I guess it might be a little easier for me, because I’m out of work by choice, rather than the economy, bad performance, etc. To make a long story short, I resigned from my last position as an associate pastor/children’s pastor because it just wasn’t a good fit anymore. God began to make it clear that he didn’t want me at this particular church anymore, and as a very dear friend and mentor put it: “Jake, it looks like God has closed the door, and you’re trying to force it back open.” And I see now how very true that was. I realize now that I got to the point where I came to work with crow bar and hammer in hand. And as hard as I tried, as much muscle as I put into it, the door was not only shut, but sealed. I finally had to realize that I was going to have to find another exit point. Or maybe it was an entry point. But much of this is clear only in retrospect.

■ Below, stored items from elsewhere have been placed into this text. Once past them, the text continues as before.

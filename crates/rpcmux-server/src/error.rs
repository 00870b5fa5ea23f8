use thiserror::Error;

/// Errors surfaced by listeners and server construction.
///
/// Failures inside a single connection are logged and end that connection;
/// they never stop the listener.
#[derive(Debug, Error)]
pub enum ServerError {
    #[error("IO error: {0}")]
    Io(#[from] std::io::Error),

    #[error("Invalid header {name}: {reason}")]
    InvalidHeader { name: String, reason: String },

    #[error("Configuration error: {0}")]
    Config(String),
}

God’s ways are not our ways, and that is a very difficult thing for a person like me to accept. I like being in control. I like knowing what’s going on all the time, and what the next steps are to get to where I need to go. Now that God has placed me into a time of uncertainty, as temporary as it might be, I’m having trouble accepting it. And I have to admit, I’m a little angry with God. After all, I had a successful ministry. People liked me and I liked being liked. I liked the pats on the back and the recognition I received. I was good at what I did. Or at least I think I was. But is that such a bad thing? Is it wrong to enjoy the occasional stroking of our egos? Aren’t we taught to be the best we can be at each and everything we do? Well, sorry. I don’t have an answer for you. In fact, if you have some insight on this, please feel free to let me know.

But there is one thing that I am very certain of. I am exactly where God wants me to be right now. I’m a 100% sure that he wanted me to leave my last church. I am 100% sure that he wanted me to remain out of paid ministry for a while; at least for the summer. I spent an incredible amount of quality time with my two boys, and was blessed beyond words. It was part of His plan, and I’m very thankful for that. So I accepted it and assured myself that by the time school started, God would reveal the door that would not only open with ease, but would remain open for at least the indefinite future. Well, at this point, all I see is walls. No doors. No windows. Although people come in and out, I don’t know from where they come from. They have doors to come in to my life, but it’s almost as if they are only visible from their side of reality. Kind of like Monster’s Inc., huh?

I know that God has a plan for me and my ministry. I love God’s words of comfort to us in Isaiah: “My thoughts are nothing like your thoughts,” says the LORD. And my ways are far beyond anything you could imagine. For just as the heavens are higher than the earth, so my ways are higher than your ways and my thoughts higher than your thoughts.” - Isaiah 55:8-9 (NLT) Those words really speak to me today, and I know with all confidence that God already has everything laid out. I know this because His Spirit has assured me of that. For whatever reason, He’s just not letting me in on the details yet, and I’m OK with that. I'm in a holding pattern and don't have clearance to land yet. Wandering. Wilderness. Uncertainty.

But even in the occasional dark times of discouragement, I feel Him gently whispering and reminding me that He’s there and has it all under control. Like any earthly Father, I believe that God only wants the best for us, and I feel confident that that is what lies ahead for me. My last ministry position may have been good, but it wasn’t what was best for me. But as my door closed, it became someone else's to walk through. It was someone else’s “better”. And you know what? My next ministry position may not be the “best”, and if it’s not, God will shut another door. I pray that if He does, I won’t pull out my crow bar and hammer again.